Prove your humanity

Update: In February 2020, a federal court concluded that a law that granted rights to Lake Erie was unconstitutional. In May 2020, Toledo dropped its appeal of the ruling.

Toledo residents who approved an environmental bill of rights for Lake Erie didn’t have long to celebrate a special election victory Tuesday. Farmers who oppose the measure are fighting back, saying the new law violates their rights.

LISTEN: Voters Approve Lake Erie Bill of Rights

It Started with the 2014 Water Crisis

In August 2014, 500,000 people in Toledo and the surrounding region were told not to use their tap water for three days for drinking or cooking. Microcystin, a toxin from algae, had poisoned the city’s water distribution system.

Toledo resident, Julian Mack couldn’t believe it.

“It was like a scary movie,” he said. “It was a struggle. At that point, they were telling us not to use the water to even bathe.”

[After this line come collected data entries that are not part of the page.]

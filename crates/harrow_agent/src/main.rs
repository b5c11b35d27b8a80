mod config;
mod demo;
mod workers;

use std::sync::Arc;
use std::time::Duration;

use tracing::{debug, error, info, warn};

use common::telemetry::{init_telemetry, shutdown_telemetry, TelemetryConfig};
use crate::config::ServiceConfig;
use demo::DemoSampleSource;
use harrow_clickhouse::{
    ensure_schema, ClickHouseClient, ClickHouseConfig, ClickHouseIssueRepository,
    ClickHouseTelemetryStore,
};
use harrow_domain::{
    FaultService, IssueRepository, QueryService, SampleSource, SyncService, TelemetryStore,
};
use harrow_runner::Runner;
use harrow_sqlite::SqliteQueue;
use workers::{DrainWorker, IngestWorker, StatusWorker};

#[tokio::main]
async fn main() {
    let config = match ServiceConfig::from_env() {
        Ok(config) => config,
        Err(err) => {
            eprintln!("Failed to load configuration: {}", err);
            std::process::exit(1);
        }
    };

    let telemetry_providers = match init_telemetry(&TelemetryConfig {
        service_name: config.otel_service_name.clone(),
        otel_endpoint: config.otel_endpoint.clone(),
        otel_enabled: config.otel_enabled,
        log_level: config.log_level.clone(),
    }) {
        Ok(providers) => providers,
        Err(err) => {
            eprintln!("Failed to initialize telemetry: {}", err);
            std::process::exit(1);
        }
    };

    info!(
        demo_mode = config.demo_mode,
        otel_enabled = config.otel_enabled,
        "Starting harrow agent"
    );
    debug!("Configuration: {:?}", config);

    let clickhouse_config = ClickHouseConfig {
        url: config.clickhouse_url.clone(),
        database: config.clickhouse_database.clone(),
        username: config.clickhouse_username.clone(),
        password: config.clickhouse_password.clone(),
        telemetry_table: config.telemetry_table.clone(),
        issues_table: config.issues_table.clone(),
        request_timeout_secs: config.request_timeout_secs,
    };
    let client = ClickHouseClient::new(
        &clickhouse_config.url,
        &clickhouse_config.database,
        &clickhouse_config.username,
        &clickhouse_config.password,
    );

    let request_timeout = Duration::from_secs(config.request_timeout_secs);
    match tokio::time::timeout(request_timeout, ensure_schema(&client, &clickhouse_config)).await
    {
        Ok(Ok(())) => {}
        Ok(Err(err)) => {
            // The store may simply be unreachable at boot; samples
            // buffer locally until it comes back.
            warn!(
                error = %format!("{:#}", err),
                "Could not prepare ClickHouse schema, continuing offline"
            );
        }
        Err(_) => {
            warn!("Schema preparation timed out, continuing offline");
        }
    }

    let queue = match SqliteQueue::open(&config.queue_path) {
        Ok(queue) => Arc::new(queue.with_max_pending(config.max_pending_samples)),
        Err(err) => {
            error!(error = %err, path = %config.queue_path, "Failed to open local queue");
            std::process::exit(1);
        }
    };

    let store: Arc<dyn TelemetryStore> = Arc::new(ClickHouseTelemetryStore::new(
        client.clone(),
        config.telemetry_table.clone(),
        request_timeout,
    ));
    let issues: Arc<dyn IssueRepository> = Arc::new(ClickHouseIssueRepository::new(
        client.clone(),
        config.issues_table.clone(),
        request_timeout,
    ));

    let sync = Arc::new(SyncService::new(store.clone(), queue.clone()));
    let faults = Arc::new(FaultService::new(issues.clone()));
    let queries = Arc::new(QueryService::new(
        store.clone(),
        issues.clone(),
        config.query_scan_depth,
    ));

    let source: Box<dyn SampleSource> = if config.demo_mode {
        info!("Demo mode enabled, generating simulated samples");
        Box::new(DemoSampleSource::new())
    } else {
        error!("No sample source available; set DEMO_MODE=true or integrate a bus reader");
        std::process::exit(1);
    };

    let ingest = IngestWorker::new(
        source,
        sync.clone(),
        faults.clone(),
        Duration::from_secs(config.sample_interval_secs),
    );
    let drain = DrainWorker::new(sync.clone(), Duration::from_secs(config.drain_interval_secs));
    let status = StatusWorker::new(
        queries,
        faults.clone(),
        Duration::from_secs(config.status_interval_secs),
    );

    let runner = Runner::new()
        .with_named_process("ingest", move |token| ingest.run(token))
        .with_named_process("drain", move |token| drain.run(token))
        .with_named_process("status", move |token| status.run(token))
        .with_closer(move || async move {
            info!("Flushing telemetry");
            shutdown_telemetry(telemetry_providers);
            Ok(())
        })
        .with_closer_timeout(Duration::from_secs(10));

    if let Err(err) = runner.run().await {
        error!("Agent exiting with error: {:#}", err);
        std::process::exit(1);
    }
    info!("Agent exiting normally");
}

Mack remembers the FEMA trucks with water stationed at local school. His own family drove more than two hours to get cases of water.

“It became very obvious at that point in time how important water is to our everyday life,” he said.

Mack, a community activist, has since been part of a newly-formed group, Toledoans for Safe Water. The group created the Lake Erie Bill of Rights, a city charter amendment giving the lake legal rights that citizens would be able to defend in court.  

After years of legal wrangling, they finally got it on the ballot in Toledo in a February 26 special election. Mack was elated when it passed, by a vote of 61-to-39 percent.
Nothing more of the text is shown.